Dissertation Defense: The development, cytoarchitecture, and circuitry of the ventral lateral geniculate nucleus
Graduate Student Dissertation Defense presented by the Fralin Biomedical Research Institute at VTC
About This Dissertation
In the visual system, retinal axons convey visual information from the outside world to dozens of distinct retinorecipient brain regions. In rodents, two major areas that are densely innervated by this retinal input are the dorsal lateral geniculate nucleus (dLGN) and ventral lateral geniculate nucleus (vLGN), both of which reside in the thalamus. The dLGN is well-studied and known to be important for classical image‐forming vision. The vLGN, on the other hand, is associated with non‐image‐forming vision and its neurochemistry, cytoarchitecture, and retinothalamic connectivity all remain unresolved, raising fundamental questions of its role within the visual system. Sabbagh, mentored by Dr. Michael Fox, sought to shed light on these important questions by studying the cellular and extracellular landscape of the vLGN and map its connectivity with the retina. Using in situ hybridization, immunohistochemistry, electrophysiology, and genetic reporter lines, Sabbagh found that the two major laminae of vLGN, the retinorecipient externa`l vLGN (vLGNe) and the non‐retinorecipient internal vLGN (vLGNi) are composed of distinct types of neurons and have distinct extracellular landscapes. In vLGNe, the researchers discovered at least six transcriptionally distinct subtypes of inhibitory neurons that are distributed into distinct adjacent sublaminae.
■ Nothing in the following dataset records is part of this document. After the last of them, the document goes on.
use std::time::Duration;

use color_eyre::eyre::eyre;
use opentelemetry::global;
use opentelemetry::trace::TracerProvider as _;
use opentelemetry::KeyValue;
use opentelemetry_otlp::{ExportConfig, WithExportConfig};
use opentelemetry_sdk::metrics::reader::{DefaultAggregationSelector, DefaultTemporalitySelector};
use opentelemetry_sdk::metrics::{PeriodicReader, SdkMeterProvider};
use opentelemetry_sdk::trace::{BatchConfigBuilder, Config, Tracer, TracerProvider};
use opentelemetry_sdk::{runtime, Resource};
use tracing::Level;
use tracing_opentelemetry::OpenTelemetryLayer;
use tracing_subscriber::filter::LevelFilter;
use tracing_subscriber::layer::SubscriberExt as _;
use tracing_subscriber::util::SubscriberInitExt as _;
use url::Url;

#[derive(Debug, Clone)]
pub struct InstrumentationParams {
    pub otel_service_name: String,
    pub otel_collector_endpoint: Option<Url>,
    pub log_level: Level,
}

/// Providers installed by [`setup_analytics`]. Flushed by [`Analytics::shutdown`].
#[derive(Default)]
pub struct Analytics {
    meter_provider: Option<SdkMeterProvider>,
    tracer_installed: bool,
}

/// Installs the global tracing subscriber.
///
/// Logs always go to stdout through the `fmt` layer. Traces and metrics are exported over OTLP
/// only when a collector endpoint is configured.
pub fn setup_analytics(params: &InstrumentationParams) -> color_eyre::Result<Analytics> {
    let level_filter = LevelFilter::from_level(params.log_level);

    let Some(endpoint) = params.otel_collector_endpoint.as_ref() else {
        tracing_subscriber::registry()
            .with(level_filter)
            .with(tracing_subscriber::fmt::layer())
            .try_init()
            .map_err(|e| eyre!("Failed to install the tracing subscriber: {e}"))?;
        return Ok(Analytics::default());
    };

    let meter_provider = init_metric_provider(params, endpoint)?;
    let tracer = init_tracer_provider(params, endpoint)?;

    tracing_subscriber::registry()
        .with(level_filter)
        .with(tracing_subscriber::fmt::layer())
        .with(OpenTelemetryLayer::new(tracer))
        .try_init()
        .map_err(|e| eyre!("Failed to install the tracing subscriber: {e}"))?;

    tracing::debug!(%endpoint, service = %params.otel_service_name, "OpenTelemetry export enabled");
    Ok(Analytics { meter_provider: Some(meter_provider), tracer_installed: true })
}

impl Analytics {
    pub fn shutdown(self) -> color_eyre::Result<()> {
        if self.tracer_installed {
            global::shutdown_tracer_provider();
        }
        if let Some(meter_provider) = self.meter_provider {
            meter_provider.shutdown().map_err(|e| eyre!("Failed to shut down the meter provider: {e}"))?;
        }
        Ok(())
    }
}

pub fn init_tracer_provider(params: &InstrumentationParams, endpoint: &Url) -> color_eyre::Result<Tracer> {
    let batch_config = BatchConfigBuilder::default().build();

    let provider: TracerProvider = opentelemetry_otlp::new_pipeline()
        .tracing()
        .with_exporter(opentelemetry_otlp::new_exporter().tonic().with_endpoint(endpoint.to_string()))
        .with_trace_config(Config::default().with_resource(Resource::new(vec![KeyValue::new(
            opentelemetry_semantic_conventions::resource::SERVICE_NAME,
            format!("{}{}", params.otel_service_name, "_trace_service"),
        )])))
        .with_batch_config(batch_config)
        .install_batch(runtime::Tokio)
        .map_err(|e| eyre!("Failed to install the OTLP tracer: {e}"))?;

    global::set_tracer_provider(provider.clone());

    Ok(provider.tracer(format!("{}{}", params.otel_service_name, "_subscriber")))
}

pub fn init_metric_provider(params: &InstrumentationParams, endpoint: &Url) -> color_eyre::Result<SdkMeterProvider> {
    let export_config = ExportConfig { endpoint: endpoint.to_string(), ..ExportConfig::default() };

    let exporter = opentelemetry_otlp::new_exporter()
        .tonic()
        .with_export_config(export_config)
        .build_metrics_exporter(
            Box::new(DefaultAggregationSelector::new()),
            Box::new(DefaultTemporalitySelector::new()),
        )
        .map_err(|e| eyre!("Failed to build the OTLP metrics exporter: {e}"))?;

    // Creates a periodic reader that exports every 5 seconds
    let reader = PeriodicReader::builder(exporter, runtime::Tokio).with_interval(Duration::from_secs(5)).build();

    let provider = SdkMeterProvider::builder()
        .with_reader(reader)
        .with_resource(Resource::new(vec![KeyValue::new(
            opentelemetry_semantic_conventions::resource::SERVICE_NAME,
            format!("{}{}", params.otel_service_name, "_meter_service"),
        )]))
        .build();
    global::set_meter_provider(provider.clone());
    Ok(provider)
}
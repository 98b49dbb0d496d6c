use pof_client_interface::{DealInfo, JobStatus, Operation, ProofResult};
use serde::de::DeserializeOwned;
use serde::{Deserialize, Serialize};
use serde_json::Value;

use crate::error::PofHttpError;

#[derive(Debug, Clone, Serialize)]
pub struct ProofBody<'a> {
    pub required_amount: u64,
    pub deal_id: &'a str,
}

#[derive(Debug, Clone, Serialize)]
pub struct VerifyBody<'a> {
    pub deal_id: &'a str,
}

#[derive(Debug, Clone, Deserialize)]
pub struct AddJobResponse {
    pub job_id: Option<String>,
}

/// Proof as returned by `/bb/proof`, `/sb/verify` and completed jobs.
///
/// The sync endpoint reports `success` where the others report `verified`.
#[derive(Debug, Clone, Deserialize)]
pub struct ProofResponse {
    pub verified: Option<bool>,
    pub success: Option<bool>,
    pub verified_amount: Option<u64>,
    pub deal_info: Option<DealInfo>,
}

impl ProofResponse {
    pub fn into_proof_result(self, operation: Operation) -> Result<ProofResult, PofHttpError> {
        let verified =
            self.verified.or(self.success).ok_or(PofHttpError::MissingField { operation, field: "verified" })?;
        let deal_info = self.deal_info.ok_or(PofHttpError::MissingField { operation, field: "deal_info" })?;
        Ok(ProofResult { verified, verified_amount: self.verified_amount, deal_info })
    }
}

#[derive(Debug, Clone, Copy, PartialEq, Eq, Deserialize)]
pub enum BackendJobStatus {
    Pending,
    InProgress,
    Completed,
    Failed,
}

#[derive(Debug, Clone, Deserialize)]
pub struct JobStatusResponse {
    pub status: BackendJobStatus,
    #[serde(default)]
    pub created_at: Option<Value>,
    #[serde(default)]
    pub updated_at: Option<Value>,
    pub proof: Option<ProofResponse>,
    pub error: Option<String>,
}

impl JobStatusResponse {
    pub fn into_job_status(self) -> Result<JobStatus, PofHttpError> {
        let operation = Operation::CheckJobStatus;
        match self.status {
            BackendJobStatus::Pending => Ok(JobStatus::Pending),
            BackendJobStatus::InProgress => Ok(JobStatus::InProgress),
            BackendJobStatus::Completed => {
                let proof = self.proof.ok_or(PofHttpError::MissingField { operation, field: "proof" })?;
                Ok(JobStatus::Completed(proof.into_proof_result(operation)?))
            }
            BackendJobStatus::Failed => Ok(JobStatus::Failed(self.error.unwrap_or_default())),
        }
    }
}

/// Decodes a success body, surfacing the backend's in-band `{"error": ...}` replies.
pub fn decode_body<R: DeserializeOwned>(operation: Operation, bytes: &[u8]) -> Result<R, PofHttpError> {
    let value: Value = serde_json::from_slice(bytes).map_err(|source| PofHttpError::Decode { operation, source })?;
    if let Some(message) = in_band_error(&value) {
        return Err(PofHttpError::Backend { operation, message });
    }
    serde_json::from_value(value).map_err(|source| PofHttpError::Decode { operation, source })
}

fn in_band_error(value: &Value) -> Option<String> {
    let object = value.as_object()?;
    if object.len() != 1 {
        return None;
    }
    object.get("error").map(|error| match error {
        Value::String(message) => message.clone(),
        other => other.to_string(),
    })
}
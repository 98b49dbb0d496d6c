pub use once_cell::sync::Lazy;
use opentelemetry::metrics::{Counter, Histogram, Meter};

pub trait Metrics {
    fn register() -> Self;
}

/// Builds a lazily registered metrics static: `static M: Lazy<T> = register_metric!(T);`
#[macro_export]
macro_rules! register_metric {
    ($type:ty) => {
        $crate::metrics::lib::Lazy::new(|| <$type as $crate::metrics::lib::Metrics>::register())
    };
}

pub fn register_counter_metric_instrument(
    crate_meter: &Meter,
    instrument_name: String,
    desc: String,
    unit: String,
) -> Counter<u64> {
    crate_meter.u64_counter(instrument_name).with_description(desc).with_unit(unit).init()
}

pub fn register_histogram_metric_instrument(
    crate_meter: &Meter,
    instrument_name: String,
    desc: String,
    unit: String,
) -> Histogram<f64> {
    crate_meter.f64_histogram(instrument_name).with_description(desc).with_unit(unit).init()
}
Using trans‐synaptic viral tracing and in vitro electrophysiology, we found that cells in each these sublaminae receive direct inputs from retina. Lastly, by genetically removing this visual input to the vLGN, Sabbagh found that the organization of these sublaminae is dramatically disrupted, suggesting a crucial role for sensory input in the cytoarchitectural maintenance of the vLGN. Taken together, these results not only identify novel subtypes of vLGN cells, but they also point to new means of organizing visual information into parallel pathways – by anatomically creating distinct sensory channels. This subtype-specific organization may be key to understanding how the vLGN receives, processes, and transmits light‐derived signals in the subcortical visual system.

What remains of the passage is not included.